Introducing PINCache

The decision to fork TMCache was made after a lengthy conversation through email with the github maintainers, who decided they weren’t comfortable making a major architectural change in a short timeframe. To allow existing users of TMCache to opt out of the significant changes we made, we decided to fork the project. Here are the main differences between TMCache and PINCache:

  • PINCache is similar to TMCache in that it owns instances of both a memory cache and disk cache. It propagates calls to each, relying first on the fast memory cache and falling back to the disk cache.
  • PINMemoryCache has synchronous native methods, and the asynchronous versions wrap them. It uses a dispatch_semaphore as a lock to guarantee thread safety.
  • PINDiskCache also has synchronous native methods and asynchronous versions simply wrap them, too.
  • Instead of using a shared queue, PINDiskCache provides two methods (one asynchronous and one synchronous) to operate on files safely:

    lockFileAccessWhileExecutingBlock:(PINDiskCacheBlock)block
    synchronouslyLockFileAccessWhileExecutingBlock:(PINDiskCacheBlock)block;

  • One other major difference is that multiple instances of PINDiskCache operate independently. This can increase performance, but it’s no longer safe to have two instances of PINDiskCache with the same name.

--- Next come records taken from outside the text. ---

use anyhow::Result;
use sqlx::SqlitePool;

use crate::config::Config;
use crate::db;

/// Create the database file and schema. Safe to run repeatedly.
pub async fn run_migrations(config: &Config) -> Result<()> {
    let pool = db::connect(config).await?;
    apply(&pool).await?;
    pool.close().await;
    Ok(())
}

pub async fn apply(pool: &SqlitePool) -> Result<()> {
    // Create courses table
    sqlx::query(
        r#"
        CREATE TABLE IF NOT EXISTS courses (
            id TEXT PRIMARY KEY,
            uploader_id TEXT NOT NULL,
            title TEXT NOT NULL,
            description TEXT NOT NULL,
            status TEXT NOT NULL,
            file_name TEXT NOT NULL,
            file_type TEXT NOT NULL,
            file_size INTEGER NOT NULL,
            content_hash TEXT NOT NULL,
            chapter_count INTEGER NOT NULL,
            total_words INTEGER NOT NULL,
            estimated_reading_time INTEGER NOT NULL,
            metadata_json TEXT NOT NULL DEFAULT '{}',
            created_at INTEGER NOT NULL
        )
        "#,
    )
    .execute(pool)
    .await?;

    // Create chapters table
    sqlx::query(
        r#"
        CREATE TABLE IF NOT EXISTS chapters (
            id TEXT PRIMARY KEY,
            course_id TEXT NOT NULL,
            chapter_number INTEGER NOT NULL,
            title TEXT NOT NULL,
            summary TEXT NOT NULL,
            content TEXT NOT NULL,
            word_count INTEGER NOT NULL,
            UNIQUE(course_id, chapter_number),
            FOREIGN KEY (course_id) REFERENCES courses(id)
        )
        "#,
    )
    .execute(pool)
    .await?;

    // Create indexes
    sqlx::query(
        "CREATE INDEX IF NOT EXISTS idx_courses_uploader ON courses(uploader_id, created_at DESC)",
    )
    .execute(pool)
    .await?;
    sqlx::query("CREATE INDEX IF NOT EXISTS idx_courses_content_hash ON courses(content_hash)")
        .execute(pool)
        .await?;
    sqlx::query("CREATE INDEX IF NOT EXISTS idx_chapters_course_id ON chapters(course_id)")
        .execute(pool)
        .await?;

    Ok(())
}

Replacing TMCache with PINCache

If you have an app in production that uses TMCache and you want to switch to PINCache, there’s a bit of work. First, since sharedQueue is no longer available on PINDiskCache, you’ll want to use lockFileAccessWhileExecutingBlock:. Second, you’ll need to migrate all your users’ disk caches over to PINCache or clean them up. Just run this snippet somewhere before you initialize any PINDiskCache or PINCache instances:

//migrate TMCache to PINCache
- (void)migrateDiskCachesWithNames:(NSArray *)cacheNames
{
    //migrate TMCache to PINCache
    NSString *rootPath = [NSSearchPathForDirectoriesInDomains(NSCachesDirectory, NSUserDomainMask, YES) firstObject];
    for (NSString *cacheName in cacheNames) {
        NSString *oldPathExtension = [NSString stringWithFormat:@"com.tumblr.TMDiskCache.%@", cacheName];
        NSURL *oldCachePath = [NSURL fileURLWithPathComponents:@[rootPath, oldPathExtension]];
        NSString *newPathExtension = [oldPathExtension stringByReplacingOccurrencesOfString:@"tumblr" withString:@"pinterest"];
        newPathExtension = [newPathExtension stringByReplacingOccurrencesOfString:@"TMDiskCache" withString:@"PINDiskCache"];
        NSURL *newCachePath = [NSURL fileURLWithPathComponents:@[rootPath, newPathExtension]];
        if (oldCachePath && [[NSFileManager defaultManager] fileExistsAtPath:[oldCachePath path]]) {
            NSError *error;
            [[NSFileManager defaultManager] moveItemAtURL:oldCachePath toURL:newCachePath error:&error];
            if (error) {
                [[NSFileManager defaultManager] removeItemAtURL:oldCachePath error:nil];
            }
        }
    }
}

Contributing to PINCache

We use PINCache heavily and want to see it become the best caching library available on the platform. With that in mind, we welcome pull requests and bug reports! We promise to address them as quickly as possible. We can’t wait to see the awesome, performant, non-deadlocking apps you make with this!

Garrett Moon is an iOS engineer on the Mobile team.